On This Page

Software Exploitation via Hardware Exploits

Xipiter | August 1-4


Software Exploitation via Hardware Exploits is a hands-on course covering tools and methods for manipulating, modifying, debugging, reverse engineering, interacting with, and exploiting the software and hardware of embedded systems. Participants will gain hands-on experience with real-world devices and products, learning to interface with them on a low level to perform tasks such as:

  • Bus spying, tampering, spoofing, injection on simple serial interfaces like UART, SPI, I2C and others
  • Finding, identifying, analyzing, and interfacing with JTAG, Serial, and other interfaces
  • Configuring, Interfacing, Using, Misusing, and Abusing JTAG for reverse engineering, manipulation, and exploitation
  • Non-destructively extracting firmware via software, JTAG and serial interfaces
  • Invasively extracting firmware by directly accessing or physically removing flash storage
  • Parsing, extracting, and analyzing firmware images
  • Manipulating firmware images to embed backdoors or other functionality
  • Binary analysis of executables on firmware to enable software exploitation
  • Perform simple Timing and Power side channel attacks on an embedded microcontroller
  • Harden baremetal firmwares against sidechannels

Students will get hands-on experience with tools like:

  • USB serial cables
  • Bus Pirate
  • JTAG Adapters
  • Logic Analyzers
  • Multimeters
  • OpenOCD
  • UrJtag
  • GDB
  • IDA


Who Should Take this Course

This course is geared towards software penetration testers, reverse engineers, security auditors/analysts, exploitation engineers, jail breakers, and developers would like to understand more about how hardware access can be leveraged to enable software exploitation.


Student Requirements

  • No prior experience with hardware based exploitation necessary.
  • Novice or Intermediate software exploitation experience recommended (ARM, x86, etc.)
  • Familiarity with IDA or disassemblers recommended.
  • Understanding of software development, executable file formats, and debuggers recommended.
  • Familiarity with assembly (ARM, x86, etc) recommended.
  • Novice to Intermediate knowledge of a powerful scripting language required (Ruby, Python, Java, etc.)
  • Familiarity with C and C++ recommended.

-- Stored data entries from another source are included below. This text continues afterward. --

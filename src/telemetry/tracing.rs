use anyhow::Result;
use tracing::info;
use tracing_subscriber::{
    fmt, layer::SubscriberExt, util::SubscriberInitExt, EnvFilter,
};

/// Tracing configuration
#[derive(Debug, Clone)]
pub struct TracingConfig {
    /// Service name
    pub service_name: String,

    /// Log level
    pub log_level: String,

    /// JSON log format
    pub json_logs: bool,
}

impl Default for TracingConfig {
    fn default() -> Self {
        Self {
            service_name: "modemd".to_string(),
            log_level: "info".to_string(),
            json_logs: false,
        }
    }
}

/// Initialize tracing
pub fn init_tracing(config: &TracingConfig) -> Result<()> {
    let env_filter = EnvFilter::try_from_default_env()
        .unwrap_or_else(|_| EnvFilter::new(&config.log_level));

    let subscriber = tracing_subscriber::registry().with(env_filter);

    // Add format layer (JSON or pretty)
    if config.json_logs {
        let fmt_layer = fmt::layer()
            .json()
            .with_current_span(true)
            .with_target(true);
        subscriber.with(fmt_layer).init();
    } else {
        let fmt_layer = fmt::layer().pretty().with_target(true);
        subscriber.with(fmt_layer).init();
    }

    info!(
        service = %config.service_name,
        log_level = %config.log_level,
        json_logs = config.json_logs,
        "tracing initialized"
    );

    Ok(())
}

What Students Should Bring

Laptop with:
  • Wireless and wired connectivity
  • 4+ gb of RAM
  • 3+ usb ports or a reliable USB hub
  • VMWare player or workstation

What Students Will Be Provided With

Students will be provided with a Lab manual and USB drive with the virtual machine and all software installed. Each student will be provided a lab kit for the duration of the class containing target embedded systems including wireless routers, NAS devices, android tablets, and embedded development boards, as well as tools for identifying and interfacing with test, debug, and peripheral interfaces including serial cables, bus pirates, logic analyzers, multimeters, jtag adapters, etc.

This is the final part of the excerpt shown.